------ Data extracts ------

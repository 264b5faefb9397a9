use super::{AtomRecord, AtomSelection, ContactResidues, ResidueKey, StructureProvider};
use crate::errors::BsaError;
use pdbtbx::*;
use rstar::primitives::GeomWithData;
use rstar::RTree;
use std::collections::{BTreeSet, HashMap};

type IndexedPoint = GeomWithData<[f64; 3], usize>;

/// In-memory atom table, kept in the order the atoms were read.
#[derive(Debug, Clone, Default)]
pub struct AtomTable {
    atoms: Vec<AtomRecord>,
}

impl AtomTable {
    /// Wrap atom records, keeping their order.
    pub fn new(atoms: Vec<AtomRecord>) -> Self {
        Self { atoms }
    }

    /// Collect the atoms of the first model of a [`pdbtbx::PDB`].
    ///
    /// Residues are identified by serial number only: insertion codes and
    /// alternate locations are not kept, so `52` and `52A` (and every altloc
    /// of an atom) land in the same residue.
    pub fn from_pdb(pdb: &PDB) -> Self {
        let first_model = pdb.models().next().map(|m| m.serial_number());

        let atoms = pdb
            .atoms_with_hierarchy()
            .filter(|x| Some(x.model().serial_number()) == first_model)
            .map(|x| {
                let (px, py, pz) = x.atom().pos();
                AtomRecord {
                    name: x.atom().name().to_string(),
                    resn: x.residue().name().unwrap_or("").to_string(),
                    resi: x.residue().serial_number(),
                    chain: x.chain().id().to_string(),
                    pos: [px, py, pz],
                }
            })
            .collect();

        Self { atoms }
    }

    /// Number of atoms.
    pub fn len(&self) -> usize {
        self.atoms.len()
    }

    /// Whether the table has no atoms.
    pub fn is_empty(&self) -> bool {
        self.atoms.is_empty()
    }

    /// All atom records in source order.
    pub fn records(&self) -> &[AtomRecord] {
        &self.atoms
    }

    fn chain_atoms<'a>(&'a self, chain: &'a str) -> impl Iterator<Item = &'a AtomRecord> + 'a {
        self.atoms.iter().filter(move |a| a.chain == chain)
    }
}

impl StructureProvider for AtomTable {
    fn atoms(&self, selection: &AtomSelection) -> Result<Vec<AtomRecord>, BsaError> {
        Ok(self
            .atoms
            .iter()
            .filter(|a| selection.matches(a))
            .cloned()
            .collect())
    }

    fn contact_residues(
        &self,
        chain_a: &str,
        chain_b: &str,
        cutoff: f64,
    ) -> Result<ContactResidues, BsaError> {
        if chain_a == chain_b {
            return Err(BsaError::InvalidChains(format!(
                "contacts need two different chains, found '{chain_a}' twice"
            )));
        }
        // Negative or NaN cutoffs select nothing
        if !(cutoff >= 0.0) {
            return Ok(ContactResidues::new(HashMap::from([
                (chain_a.to_string(), Vec::new()),
                (chain_b.to_string(), Vec::new()),
            ])));
        }

        let b_atoms: Vec<&AtomRecord> = self.chain_atoms(chain_b).collect();
        let tree: RTree<IndexedPoint> = RTree::bulk_load(
            b_atoms
                .iter()
                .enumerate()
                .map(|(i, a)| IndexedPoint::new(a.pos, i))
                .collect(),
        );
        let cutoff_squared = cutoff * cutoff;

        // BTreeSet keeps each residue once, ordered by residue number
        let mut a_contacts: BTreeSet<(isize, String)> = BTreeSet::new();
        let mut b_contacts: BTreeSet<(isize, String)> = BTreeSet::new();
        for a in self.chain_atoms(chain_a) {
            let mut in_contact = false;
            for neighbor in tree.locate_within_distance(a.pos, cutoff_squared) {
                let b = b_atoms[neighbor.data];
                b_contacts.insert((b.resi, b.resn.clone()));
                in_contact = true;
            }
            if in_contact {
                a_contacts.insert((a.resi, a.resn.clone()));
            }
        }

        let to_keys = |chain: &str, residues: BTreeSet<(isize, String)>| {
            residues
                .into_iter()
                .map(|(resi, resn)| ResidueKey::new(chain, resi, &resn))
                .collect::<Vec<_>>()
        };
        let mut by_chain = HashMap::new();
        by_chain.insert(chain_a.to_string(), to_keys(chain_a, a_contacts));
        by_chain.insert(chain_b.to_string(), to_keys(chain_b, b_contacts));

        Ok(ContactResidues::new(by_chain))
    }
}

impl FromIterator<AtomRecord> for AtomTable {
    fn from_iter<I: IntoIterator<Item = AtomRecord>>(iter: I) -> Self {
        Self::new(iter.into_iter().collect())
    }
}

#[cfg(test)]
mod tests {
    use super::*;
    use crate::fixtures::{full_interface, sparse_interface};

    #[test]
    fn atoms_are_returned_in_source_order() {
        let table = full_interface(4.0);
        let chain_b = table.atoms(&AtomSelection::all().chain("B")).unwrap();

        assert!(!chain_b.is_empty());
        assert!(chain_b.iter().all(|a| a.chain == "B"));
        let resis: Vec<isize> = chain_b.iter().map(|a| a.resi).collect();
        let mut sorted = resis.clone();
        sorted.sort();
        assert_eq!(resis, sorted);

        let cb = table
            .atoms(&AtomSelection::all().chain("A").resi(2).name("CB"))
            .unwrap();
        assert_eq!(cb.len(), 1);
        assert_eq!(cb[0].resn, "ALA");
    }

    #[test]
    fn contacts_found_on_both_chains() {
        let table = full_interface(4.0);
        let contacts = table.contact_residues("A", "B", 5.5).unwrap();

        let a: Vec<isize> = contacts.chain("A").iter().map(|r| r.resi).collect();
        let b: Vec<isize> = contacts.chain("B").iter().map(|r| r.resi).collect();
        // The distant LYS4 on chain A stays out of the interface
        assert_eq!(a, vec![1, 2, 3]);
        assert_eq!(b, vec![1, 2, 3]);
    }

    #[test]
    fn sparse_contacts() {
        let table = sparse_interface();
        let contacts = table.contact_residues("A", "B", 5.5).unwrap();

        assert_eq!(
            contacts.merged("A", "B"),
            vec![
                ResidueKey::new("A", 1, "GLY"),
                ResidueKey::new("A", 2, "ALA"),
                ResidueKey::new("B", 1, "LEU"),
            ]
        );
        // Closest cross-chain pair is 5.0 Å apart
        assert!(table.contact_residues("A", "B", 4.5).unwrap().is_empty());
    }

    #[test]
    fn contact_count_grows_with_cutoff() {
        let table = full_interface(4.0);
        let mut last = 0;
        for cutoff in [0.1, 2.0, 4.0, 5.5, 8.0, 12.0, 40.0, 80.0] {
            let n = table.contact_residues("A", "B", cutoff).unwrap().len();
            assert!(n >= last, "{n} contacts at {cutoff} Å, {last} before");
            last = n;
        }
        assert_eq!(last, 7);
    }

    #[test]
    fn unknown_chain_has_no_contacts() {
        let table = full_interface(4.0);
        let contacts = table.contact_residues("A", "Z", 5.5).unwrap();
        assert!(contacts.is_empty());
    }

    #[test]
    fn negative_or_nan_cutoff_has_no_contacts() {
        let table = full_interface(4.0);
        for cutoff in [-5.5, -0.1, f64::NAN] {
            let contacts = table.contact_residues("A", "B", cutoff).unwrap();
            assert!(contacts.is_empty(), "{} contacts at {cutoff}", contacts.len());
        }
        let tiny = table.contact_residues("A", "B", 0.1).unwrap().len();
        let negative = table.contact_residues("A", "B", -10.0).unwrap().len();
        assert!(negative <= tiny);
    }

    #[test]
    fn same_chain_twice_is_rejected() {
        let table = full_interface(4.0);
        assert!(matches!(
            table.contact_residues("A", "A", 5.5),
            Err(BsaError::InvalidChains(_))
        ));
    }
}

------

Action item: Each line holding the word "pdbtbx" must be copied from the data.

Answer to this problem:
use pdbtbx::*;
    /// Collect the atoms of the first model of a [`pdbtbx::PDB`].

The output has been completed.